Although Christmas marks an event that occurred 2000 years ago, Christmas as Americans celebrate it today is a relatively recent invention. The origins of the modern Christmas celebration are not found in the Bible, so much as in pagan religious traditions and 19th-century American middle class values. Midwinter celebrations have been part of many cultures around the world and portions of these celebrations have been incorporated into the celebration of Christmas. Ancient Romans celebrated Saturnalia, in honor of the god of agriculture and the harvest, in December. The celebration included the reversal of the social order, with masters waiting on servants, and eating, drinking and raucous behavior. The Christian church did not institute Christmas as a holiday until the fourth century and probably chose December 25 in an effort to Christianize these popular pagan celebrations. As a result, pagan traditions of disorder and misrule continued, with the poor expecting food and drink at the expense of the rich and threatening mischief if refused.

Traditions of wassail and mistletoe stem from pagan religious rites that predate Christianity.

Because of these pagan traditions of disorder and the lack of biblical evidence for Christmas, the Puritans and other Calvinists rejected the celebration of the holiday in the 17th century. Christmas was even outlawed in parts of colonial New England. While some (Anglican) Southerners celebrated the holiday with church, dinner, dancing and visiting, it was not widely celebrated in the North until the mid-19th century. In Geneva, businesses were still routinely open on Christmas Day during the 1800s, and as late as 1900, the post office and some shops had open hours on the 25th.


Thomas Nast’s 1863 view of Santa Claus created the image Americans have used ever since.

By the early 1800s Christmas had become a concern to the Protestant middle class, particularly in New York City, where the holiday resembled the modern Mardi Gras or Halloween. Class conflict and poverty in the rapidly growing city made the traditional reversal of roles more problematic. During the holiday season lower class New Yorkers, especially the poor and young, engaged in drunken rioting, theft and assault. Threatened by the disorder, wealthy New Yorkers like Washington Irving and Clement Clarke Moore intentionally tried to remake Christmas as a family-centered holiday using literature. Reinterpreting the Dutch legend of St. Nicholas, Moore’s 1822 poem “The Night Before Christmas” virtually invented the American Santa Claus. Stories in Irving’s Sketchbook popularized a peaceful and harmonious Christmas celebration. Merchants and ministers alike soon embraced this child-centered holiday involving gifts and goodwill. The growth of consumerism, the Victorian focus on children, and Americans’ desire to create their own traditions, all contributed to the adoption of this reinvented Christmas holiday.

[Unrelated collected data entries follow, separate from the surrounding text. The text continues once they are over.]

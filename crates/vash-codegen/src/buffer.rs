//! Buffer-append statements.
//!
//! Every piece of rendered output becomes one `__vbuffer.push(...)` statement
//! on its own line. The condenser relies on this exact shape to merge adjacent
//! literal pushes.

/// Name of the local output buffer in generated code.
pub const BUFFER_VAR: &str = "__vbuffer";

pub(crate) const BUFFER_HEAD: &str = "\n__vbuffer.push(";
pub(crate) const BUFFER_TAIL: &str = ");\n";

/// Append statement for literal text. `content` must already be escaped for a
/// single-quoted string.
pub fn push_literal(content: &str) -> String {
    let mut out = String::with_capacity(BUFFER_HEAD.len() + content.len() + 2 + BUFFER_TAIL.len());
    out.push_str(BUFFER_HEAD);
    out.push('\'');
    out.push_str(content);
    out.push('\'');
    out.push_str(BUFFER_TAIL);
    out
}

/// Append statement for a computed value.
pub fn push_expression(expr: &str) -> String {
    let mut out = String::with_capacity(BUFFER_HEAD.len() + expr.len() + BUFFER_TAIL.len());
    out.push_str(BUFFER_HEAD);
    out.push_str(expr);
    out.push_str(BUFFER_TAIL);
    out
}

The 19th-century family surrounding the Christmas Tree.
When Phineas Prouty Jr. and his wife Adelaide lived in the Prouty-Chew House from 1855 to 1891, Christmas centered on their children. Several diary entries describe the household celebrations during the early years of their marriage with their young daughters Milly and Allie.

“Oh the excitement and wonder of this morning! The tea set! The doll! The candy! Nuts! & cornucopias!! Little Sister has her arms full of pretty things and looks wild at all this noise and frolic. This afternoon I made a Christmas tree and Mill had a private tea party.”
-Adelaide Prouty, December 25, 1859


By the 1860s Christmas was well established and closely resembled today’s holiday, right down to complaints about commercialism. For more about the invention of the American Christmas read Stephen Nissenbaum’s The Battle for Christmas.